5.3 Inadvertent Failures to Designate. An inadvertent failure to designate qualified information or items does not, standing alone, waive the Designating Party's right to secure protection under this Order for such material. Upon timely correction of a designation, the Receiving Party must make reasonable efforts to assure that the material is treated in accordance with the provisions of this Order.

6. CHALLENGING CONFIDENTIALITY DESIGNATIONS

6.1 Timing of Challenges. Any Party or Non-Party may challenge a designation of confidentiality at any time that is consistent with the Court's Scheduling Order.

6.2 Meet and Confer. The Challenging Party shall initiate the dispute resolution process under Local Rule 37.1 et seq.

6.3 The burden of persuasion in any such challenge proceeding shall be on the Designating Party. Frivolous challenges, and those made for an improper purpose (e.g., to harass or impose unnecessary expenses and burdens on other parties) may expose the Challenging Party to sanctions. Unless the Designating Party has waived or withdrawn the confidentiality designation, all parties shall continue to afford the material in question the level of protection to which it is entitled under the Producing Party's designation until the Court rules on the challenge.

6.4 No party shall be obligated to challenge the propriety of any designation, and the failure to do so shall not preclude a subsequent challenge to the propriety of any such designation.

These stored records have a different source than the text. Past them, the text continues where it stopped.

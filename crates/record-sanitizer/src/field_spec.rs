//! Static field-kind table: the single source of truth for how every
//! numeric field in the payload schema is scaled.
//!
//! Paths use `.` to descend into objects and a `[]` suffix to apply the
//! rule to each element of an array. Every numeric field the typed record
//! declares must appear here; normalization is driven entirely by this
//! table rather than per-field code.

use scalar_normalizer::NumericKind;
use scalar_normalizer::NumericKind::{LargePercentage, PlainNumber, SmallPercentage};

/// Blocks that are legitimately absent from a payload. Entries under these
/// roots are skipped (not defaulted) when the block is missing, so the
/// output omits the section entirely.
pub const OPTIONAL_BLOCKS: &[&str] = &["deepDiveMetrics", "investmentThesis"];

pub const FIELD_KINDS: &[(&str, NumericKind)] = &[
    // Top level
    ("currentPrice", PlainNumber),
    ("riskFreeRate", SmallPercentage),
    ("beta", PlainNumber),
    ("lastRevenue", PlainNumber),
    // Scenarios
    ("scenarios[].intrinsicValue", PlainNumber),
    ("scenarios[].relativeValue", PlainNumber),
    ("scenarios[].upsideDownside", LargePercentage),
    ("scenarios[].assumptions.revenueGrowth", LargePercentage),
    ("scenarios[].assumptions.operatingMargin", LargePercentage),
    ("scenarios[].assumptions.taxRate", LargePercentage),
    ("scenarios[].assumptions.wacc", LargePercentage),
    ("scenarios[].assumptions.terminalGrowthRate", SmallPercentage),
    // Deep dive (optional block)
    ("deepDiveMetrics.equityRiskPremium", SmallPercentage),
    ("deepDiveMetrics.costOfEquity", LargePercentage),
    ("deepDiveMetrics.costOfDebt", SmallPercentage),
    ("deepDiveMetrics.roic", LargePercentage),
    ("deepDiveMetrics.reinvestmentRate", LargePercentage),
    ("deepDiveMetrics.pvTerminalValuePct", LargePercentage),
    ("deepDiveMetrics.interestCoverageRatio", PlainNumber),
    ("deepDiveMetrics.defaultSpread", SmallPercentage),
    ("deepDiveMetrics.debtToEquityRatio", LargePercentage),
    ("deepDiveMetrics.salesToCapitalRatio", PlainNumber),
    ("deepDiveMetrics.roe", LargePercentage),
    ("deepDiveMetrics.peRatio", PlainNumber),
    ("deepDiveMetrics.sectorPeRatio", PlainNumber),
    ("deepDiveMetrics.netDebtToEbitda", PlainNumber),
    ("deepDiveMetrics.marketCap", PlainNumber),
    ("deepDiveMetrics.enterpriseValue", PlainNumber),
    ("deepDiveMetrics.cashAndEquivalents", PlainNumber),
    ("deepDiveMetrics.preTaxOperatingMargin", LargePercentage),
    ("deepDiveMetrics.effectiveTaxRate", LargePercentage),
    ("deepDiveMetrics.dividendYield", SmallPercentage),
    ("deepDiveMetrics.fcfToFirm", PlainNumber),
    ("deepDiveMetrics.grossMargin", LargePercentage),
    ("deepDiveMetrics.pegRatio", PlainNumber),
    ("deepDiveMetrics.bookValuePerShare", PlainNumber),
    ("deepDiveMetrics.quarterlyHistory[].revenue", PlainNumber),
    ("deepDiveMetrics.quarterlyHistory[].netIncome", PlainNumber),
    ("deepDiveMetrics.quarterlyHistory[].eps", PlainNumber),
    ("deepDiveMetrics.lastFiscalYearRevenue", PlainNumber),
    ("deepDiveMetrics.lastFiscalYearNetIncome", PlainNumber),
    // Investment thesis (optional block)
    ("investmentThesis.marginOfSafety", LargePercentage),
    ("investmentThesis.evSalesTTM", PlainNumber),
    ("investmentThesis.evSalesFwd", PlainNumber),
    ("investmentThesis.justifiedEvSales", PlainNumber),
    ("investmentThesis.fwdPeg", PlainNumber),
    ("investmentThesis.justifiedPeg", PlainNumber),
    ("investmentThesis.fairValue", PlainNumber),
];
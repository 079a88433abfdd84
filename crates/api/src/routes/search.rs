//! Public search and autocomplete handlers.

use axum::{
    extract::State,
    Json,
};
use persistence::repositories::{CategoryRepository, DeityRepository, MantraRepository};

use crate::app::AppState;
use crate::error::ApiError;
use crate::extractors::Query;
use crate::middleware::metrics::record_empty_search;
use domain::models::{
    AutocompleteQuery, AutocompleteResponse, MantraWithRelations, SearchQuery, SearchResponse,
};
use domain::services::catalog::{
    autocomplete_limit, autocomplete_prefix, merge_suggestions, normalize_search_text,
    search_limit,
};

/// Full-text search with optional filters.
///
/// GET /api/v1/search?q=&category=&deity=&time=&kalam=&limit=
///
/// A blank `q` lists mantras in popularity order. `total` is the size of
/// the returned page.
pub async fn search_mantras(
    State(state): State<AppState>,
    Query(query): Query<SearchQuery>,
) -> Result<Json<SearchResponse>, ApiError> {
    let text = normalize_search_text(query.q.as_deref());
    let limit = search_limit(query.limit, state.config.limits.search_max_limit);

    let repo = MantraRepository::new(state.pool.clone());
    let mantras: Vec<MantraWithRelations> = repo
        .search(&query.filters(), text.as_deref(), limit)
        .await?
        .into_iter()
        .map(Into::into)
        .collect();

    if mantras.is_empty() && text.is_some() {
        record_empty_search();
    }

    let total = mantras.len();
    Ok(Json(SearchResponse { mantras, total }))
}

/// Prefix suggestions across mantra titles, active deities and categories.
///
/// GET /api/v1/autocomplete?q=&limit=
pub async fn autocomplete(
    State(state): State<AppState>,
    Query(query): Query<AutocompleteQuery>,
) -> Result<Json<AutocompleteResponse>, ApiError> {
    let Some(pattern) = autocomplete_prefix(query.q.as_deref()) else {
        return Ok(Json(AutocompleteResponse::empty()));
    };
    let limit = autocomplete_limit(query.limit, state.config.limits.autocomplete_max_limit);

    let mantra_repo = MantraRepository::new(state.pool.clone());
    let deity_repo = DeityRepository::new(state.pool.clone());
    let category_repo = CategoryRepository::new(state.pool.clone());

    let (mantras, deities, categories) = tokio::try_join!(
        mantra_repo.find_titles_by_prefix(&pattern, limit),
        deity_repo.find_names_by_prefix(&pattern, limit),
        category_repo.find_names_by_prefix(&pattern, limit),
    )?;

    Ok(Json(AutocompleteResponse {
        suggestions: merge_suggestions(mantras, deities, categories, limit),
    }))
}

7. ACCESS TO AND USE OF PROTECTED MATERIAL

7.1 Basic Principles. A Receiving Party may use Protected Material that is disclosed or produced by another Party or by a Non-Party in connection with this Action only for prosecuting, defending or attempting to settle this Action. Such Protected Material may be disclosed only to the categories of persons and under the conditions described in this Order. When the Action has been terminated, a Receiving Party must comply with the provisions of Section 13 below (FINAL DISPOSITION).

Protected Material must be stored and maintained by a Receiving Party at a location and in a secure manner that ensures that access is limited to the persons authorized under this Order.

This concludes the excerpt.